▶ [Task instructions] In the records below, find each line with "minimum" and copy it.

Stored data
*** Begin section ***

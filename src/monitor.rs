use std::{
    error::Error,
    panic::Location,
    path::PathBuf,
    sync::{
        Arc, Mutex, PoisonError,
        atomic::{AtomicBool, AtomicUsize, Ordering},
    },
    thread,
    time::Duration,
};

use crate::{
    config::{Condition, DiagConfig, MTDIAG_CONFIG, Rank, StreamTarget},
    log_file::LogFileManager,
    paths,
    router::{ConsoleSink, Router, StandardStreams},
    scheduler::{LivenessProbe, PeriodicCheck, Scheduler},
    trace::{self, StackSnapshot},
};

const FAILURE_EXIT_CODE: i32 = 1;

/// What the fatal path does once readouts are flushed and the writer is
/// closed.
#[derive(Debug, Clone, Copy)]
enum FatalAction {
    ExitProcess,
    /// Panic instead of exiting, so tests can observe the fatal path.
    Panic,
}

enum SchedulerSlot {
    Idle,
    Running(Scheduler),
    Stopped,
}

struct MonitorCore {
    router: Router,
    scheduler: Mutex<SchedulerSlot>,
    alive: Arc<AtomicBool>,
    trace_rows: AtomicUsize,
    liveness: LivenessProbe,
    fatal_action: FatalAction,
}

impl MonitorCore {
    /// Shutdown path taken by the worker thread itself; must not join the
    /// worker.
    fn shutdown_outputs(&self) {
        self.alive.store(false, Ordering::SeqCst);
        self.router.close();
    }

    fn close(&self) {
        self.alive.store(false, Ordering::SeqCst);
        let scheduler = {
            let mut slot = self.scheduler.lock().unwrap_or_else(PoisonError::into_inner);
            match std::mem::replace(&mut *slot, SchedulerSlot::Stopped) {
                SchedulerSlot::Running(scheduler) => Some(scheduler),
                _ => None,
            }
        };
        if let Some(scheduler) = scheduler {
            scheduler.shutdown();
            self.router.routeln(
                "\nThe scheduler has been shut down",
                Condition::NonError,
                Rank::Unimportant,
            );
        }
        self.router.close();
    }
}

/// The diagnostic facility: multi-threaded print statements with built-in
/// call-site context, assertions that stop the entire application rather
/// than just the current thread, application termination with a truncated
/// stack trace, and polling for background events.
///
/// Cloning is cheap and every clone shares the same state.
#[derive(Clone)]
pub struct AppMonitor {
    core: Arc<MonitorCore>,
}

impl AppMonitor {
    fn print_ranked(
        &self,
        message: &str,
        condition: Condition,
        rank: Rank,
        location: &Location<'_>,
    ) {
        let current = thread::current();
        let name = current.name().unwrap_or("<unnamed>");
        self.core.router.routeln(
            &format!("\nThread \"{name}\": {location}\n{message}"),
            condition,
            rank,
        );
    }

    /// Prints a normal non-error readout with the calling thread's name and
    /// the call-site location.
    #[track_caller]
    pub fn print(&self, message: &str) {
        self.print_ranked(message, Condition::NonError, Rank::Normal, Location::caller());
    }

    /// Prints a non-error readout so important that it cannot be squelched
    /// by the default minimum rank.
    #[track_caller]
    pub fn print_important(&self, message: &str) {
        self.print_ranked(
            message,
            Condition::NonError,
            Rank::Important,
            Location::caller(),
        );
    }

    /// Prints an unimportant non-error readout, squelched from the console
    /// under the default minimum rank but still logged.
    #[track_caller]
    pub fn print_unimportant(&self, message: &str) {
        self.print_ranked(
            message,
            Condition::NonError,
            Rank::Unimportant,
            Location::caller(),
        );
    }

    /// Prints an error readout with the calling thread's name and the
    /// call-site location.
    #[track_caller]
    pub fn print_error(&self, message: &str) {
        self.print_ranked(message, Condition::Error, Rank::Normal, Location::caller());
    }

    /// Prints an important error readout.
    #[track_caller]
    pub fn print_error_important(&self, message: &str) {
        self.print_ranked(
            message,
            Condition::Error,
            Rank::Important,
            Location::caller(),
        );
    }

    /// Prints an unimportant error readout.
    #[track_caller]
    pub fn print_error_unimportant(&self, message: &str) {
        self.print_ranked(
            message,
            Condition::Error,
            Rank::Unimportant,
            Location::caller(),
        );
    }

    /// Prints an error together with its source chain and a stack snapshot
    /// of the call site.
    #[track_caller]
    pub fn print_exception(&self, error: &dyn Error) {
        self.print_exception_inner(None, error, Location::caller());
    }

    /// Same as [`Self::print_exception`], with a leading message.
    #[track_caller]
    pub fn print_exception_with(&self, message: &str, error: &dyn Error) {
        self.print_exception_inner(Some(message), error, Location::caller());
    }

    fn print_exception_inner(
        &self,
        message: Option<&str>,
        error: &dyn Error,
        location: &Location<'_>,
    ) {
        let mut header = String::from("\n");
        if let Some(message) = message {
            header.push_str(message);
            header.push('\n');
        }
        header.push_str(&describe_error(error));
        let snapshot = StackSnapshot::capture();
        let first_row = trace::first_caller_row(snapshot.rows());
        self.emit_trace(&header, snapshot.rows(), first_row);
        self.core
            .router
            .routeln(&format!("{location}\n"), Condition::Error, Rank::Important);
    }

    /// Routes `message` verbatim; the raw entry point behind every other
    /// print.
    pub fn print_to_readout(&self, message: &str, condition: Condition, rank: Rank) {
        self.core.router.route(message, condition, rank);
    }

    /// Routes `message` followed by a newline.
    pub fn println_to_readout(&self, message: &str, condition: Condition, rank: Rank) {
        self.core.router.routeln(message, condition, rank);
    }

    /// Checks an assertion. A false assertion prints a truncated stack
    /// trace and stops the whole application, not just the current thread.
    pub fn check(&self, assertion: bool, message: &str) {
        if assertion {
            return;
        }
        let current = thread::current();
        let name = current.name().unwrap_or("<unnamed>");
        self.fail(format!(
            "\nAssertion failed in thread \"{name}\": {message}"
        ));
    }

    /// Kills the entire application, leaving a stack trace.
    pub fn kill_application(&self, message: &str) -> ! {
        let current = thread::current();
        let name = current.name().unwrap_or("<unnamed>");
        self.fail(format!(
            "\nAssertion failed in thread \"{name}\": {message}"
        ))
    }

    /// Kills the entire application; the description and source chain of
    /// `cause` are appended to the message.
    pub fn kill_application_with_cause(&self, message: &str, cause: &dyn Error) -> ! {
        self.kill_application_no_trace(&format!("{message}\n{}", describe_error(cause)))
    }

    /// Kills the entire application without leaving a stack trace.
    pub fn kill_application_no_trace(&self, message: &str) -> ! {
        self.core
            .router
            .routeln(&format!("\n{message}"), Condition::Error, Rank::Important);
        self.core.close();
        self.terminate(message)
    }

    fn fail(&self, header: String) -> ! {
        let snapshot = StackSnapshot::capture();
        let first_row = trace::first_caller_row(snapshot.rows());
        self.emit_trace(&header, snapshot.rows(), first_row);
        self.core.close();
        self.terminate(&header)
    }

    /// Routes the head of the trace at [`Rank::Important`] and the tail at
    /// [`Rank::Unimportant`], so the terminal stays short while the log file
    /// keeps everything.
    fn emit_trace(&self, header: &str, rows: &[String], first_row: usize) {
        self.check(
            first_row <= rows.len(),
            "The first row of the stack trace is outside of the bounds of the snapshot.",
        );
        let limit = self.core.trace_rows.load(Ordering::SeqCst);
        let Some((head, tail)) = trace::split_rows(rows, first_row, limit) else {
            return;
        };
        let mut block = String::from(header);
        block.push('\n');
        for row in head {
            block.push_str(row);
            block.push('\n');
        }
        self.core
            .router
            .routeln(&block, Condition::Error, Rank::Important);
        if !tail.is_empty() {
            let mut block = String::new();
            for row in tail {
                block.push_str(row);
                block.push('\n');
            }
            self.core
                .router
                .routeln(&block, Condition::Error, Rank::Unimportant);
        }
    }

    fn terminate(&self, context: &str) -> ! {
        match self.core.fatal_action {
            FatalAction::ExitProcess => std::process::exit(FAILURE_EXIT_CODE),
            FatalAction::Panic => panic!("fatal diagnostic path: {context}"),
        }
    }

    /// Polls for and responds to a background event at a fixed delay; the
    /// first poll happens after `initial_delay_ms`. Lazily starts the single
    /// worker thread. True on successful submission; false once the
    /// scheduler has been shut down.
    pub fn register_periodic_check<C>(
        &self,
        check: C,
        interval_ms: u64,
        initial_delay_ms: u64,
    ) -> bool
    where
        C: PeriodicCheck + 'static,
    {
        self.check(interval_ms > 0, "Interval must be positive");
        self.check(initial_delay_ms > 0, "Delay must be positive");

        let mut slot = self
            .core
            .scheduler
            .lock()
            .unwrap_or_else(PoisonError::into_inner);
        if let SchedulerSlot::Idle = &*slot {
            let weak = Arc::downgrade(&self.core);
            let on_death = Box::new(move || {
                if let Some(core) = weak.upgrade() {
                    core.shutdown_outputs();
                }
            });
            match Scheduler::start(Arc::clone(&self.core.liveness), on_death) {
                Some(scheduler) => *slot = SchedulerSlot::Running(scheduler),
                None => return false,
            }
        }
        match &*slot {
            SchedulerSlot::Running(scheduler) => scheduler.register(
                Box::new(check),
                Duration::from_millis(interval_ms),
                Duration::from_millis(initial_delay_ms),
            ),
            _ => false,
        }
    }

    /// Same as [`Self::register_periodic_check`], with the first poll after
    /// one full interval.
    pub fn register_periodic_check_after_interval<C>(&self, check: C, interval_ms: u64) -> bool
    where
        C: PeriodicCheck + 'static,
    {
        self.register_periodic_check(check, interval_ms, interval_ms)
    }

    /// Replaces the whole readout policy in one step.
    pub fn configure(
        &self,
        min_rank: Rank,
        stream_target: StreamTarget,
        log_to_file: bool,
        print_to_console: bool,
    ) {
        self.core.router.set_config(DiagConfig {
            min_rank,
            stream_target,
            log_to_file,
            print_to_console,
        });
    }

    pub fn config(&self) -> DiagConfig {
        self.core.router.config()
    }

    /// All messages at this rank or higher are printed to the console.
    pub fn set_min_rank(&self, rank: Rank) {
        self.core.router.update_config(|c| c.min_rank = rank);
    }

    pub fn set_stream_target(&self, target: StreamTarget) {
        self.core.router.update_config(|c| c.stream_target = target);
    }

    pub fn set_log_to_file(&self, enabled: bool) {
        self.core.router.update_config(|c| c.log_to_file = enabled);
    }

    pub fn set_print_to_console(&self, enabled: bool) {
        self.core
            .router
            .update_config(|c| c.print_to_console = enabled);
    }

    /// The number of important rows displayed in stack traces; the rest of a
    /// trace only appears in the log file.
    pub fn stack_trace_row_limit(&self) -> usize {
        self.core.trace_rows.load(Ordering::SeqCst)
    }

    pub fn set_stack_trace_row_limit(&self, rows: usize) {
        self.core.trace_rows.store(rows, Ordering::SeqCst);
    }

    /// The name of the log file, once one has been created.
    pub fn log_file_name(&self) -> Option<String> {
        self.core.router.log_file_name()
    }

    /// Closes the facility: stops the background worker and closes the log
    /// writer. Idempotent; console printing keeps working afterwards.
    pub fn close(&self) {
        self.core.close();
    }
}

*** End section ***

▶ [Solution to this problem]
    /// by the default minimum rank.
    /// under the default minimum rank but still logged.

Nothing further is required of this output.